— TASK OBJECTIVE —
Copy the lines exactly as they appear, starting with the first line of the records and ending with the line that contains "alias changes immediately.".

— MATERIAL FOR THE TASK —

________________

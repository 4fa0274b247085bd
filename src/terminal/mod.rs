//! Interactive read-eval loop
//!
//! Reads one line at a time with rustyline, dispatches it through the
//! [`Shell`] and refreshes the editor helper so completion and highlighting
//! see reloads and alias changes immediately.

use anyhow::{Context, Result};
use crossterm::style::Stylize;
use rustyline::error::ReadlineError;
use rustyline::history::DefaultHistory;
use rustyline::{CompletionType, Config as EditorConfig, EditMode, Editor};
use std::fs;
use tracing::{debug, info, warn};

use crate::config::Config;
use crate::shell::Shell;
use crate::ui::ShellHelper;

pub struct Terminal {
    shell: Shell,
    editor: Editor<ShellHelper, DefaultHistory>,
}

impl Terminal {
    /// Build the shell and the line editor
    ///
    /// # Errors
    /// Returns an error if the shell state or the editor cannot be set up
    pub fn new(config: Config) -> Result<Self> {
        let editor_config = EditorConfig::builder()
            .max_history_size(config.shell.max_history)
            .context("Invalid history size")?
            .history_ignore_dups(true)
            .context("Invalid history settings")?
            .completion_type(CompletionType::List)
            .edit_mode(EditMode::Emacs)
            .build();

        let shell = Shell::new(config)?;
        let mut editor: Editor<ShellHelper, DefaultHistory> =
            Editor::with_config(editor_config).context("Failed to create line editor")?;
        editor.set_helper(Some(ShellHelper::new(shell.registry())));

        let history = &shell.config().paths.history_file;
        if history.exists() {
            if let Err(e) = editor.load_history(history) {
                warn!("Failed to load history from {}: {}", history.display(), e);
            }
        }

        Ok(Self { shell, editor })
    }

    /// Load plugins and run until `exit`, Ctrl-C or Ctrl-D
    ///
    /// # Errors
    /// Returns an error if reading from the terminal fails
    pub fn run(&mut self) -> Result<()> {
        let report = self.shell.reload();
        info!(
            "Ready: {} commands registered, {} plugin commands",
            self.shell.registry().list_distinct().len(),
            report.commands
        );
        self.refresh_helper();

        println!(
            "{} {} - type 'help' for commands, 'exit' to quit",
            "crucible".cyan().bold(),
            env!("CARGO_PKG_VERSION")
        );

        let prompt = self.shell.config().shell.prompt.clone();
        loop {
            match self.editor.readline(&prompt) {
                Ok(line) => {
                    let line = line.trim();
                    if line.is_empty() {
                        continue;
                    }
                    if let Err(e) = self.editor.add_history_entry(line) {
                        debug!("History entry dropped: {}", e);
                    }
                    if line.eq_ignore_ascii_case("exit") || line.eq_ignore_ascii_case("quit") {
                        break;
                    }

                    self.shell.run_line(line);
                    self.refresh_helper();
                }
                Err(ReadlineError::Interrupted | ReadlineError::Eof) => break,
                Err(e) => return Err(e).context("Failed to read input"),
            }
        }

        self.save_history();
        Ok(())
    }

    fn refresh_helper(&mut self) {
        if let Some(helper) = self.editor.helper_mut() {
            helper.refresh(self.shell.registry());
        }
    }

    fn save_history(&mut self) {
        let history = self.shell.config().paths.history_file.clone();
        if let Some(parent) = history.parent() {
            if let Err(e) = fs::create_dir_all(parent) {
                warn!("Failed to create {}: {}", parent.display(), e);
                return;
            }
        }
        if let Err(e) = self.editor.save_history(&history) {
            warn!("Failed to save history to {}: {}", history.display(), e);
        }
    }
}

________________

— WORKED SOLUTION —
repository 4fa0274b247085bd
filename src/terminal/mod.rs
//! Interactive read-eval loop
//!
//! Reads one line at a time with rustyline, dispatches it through the
//! [`Shell`] and refreshes the editor helper so completion and highlighting
//! see reloads and alias changes immediately.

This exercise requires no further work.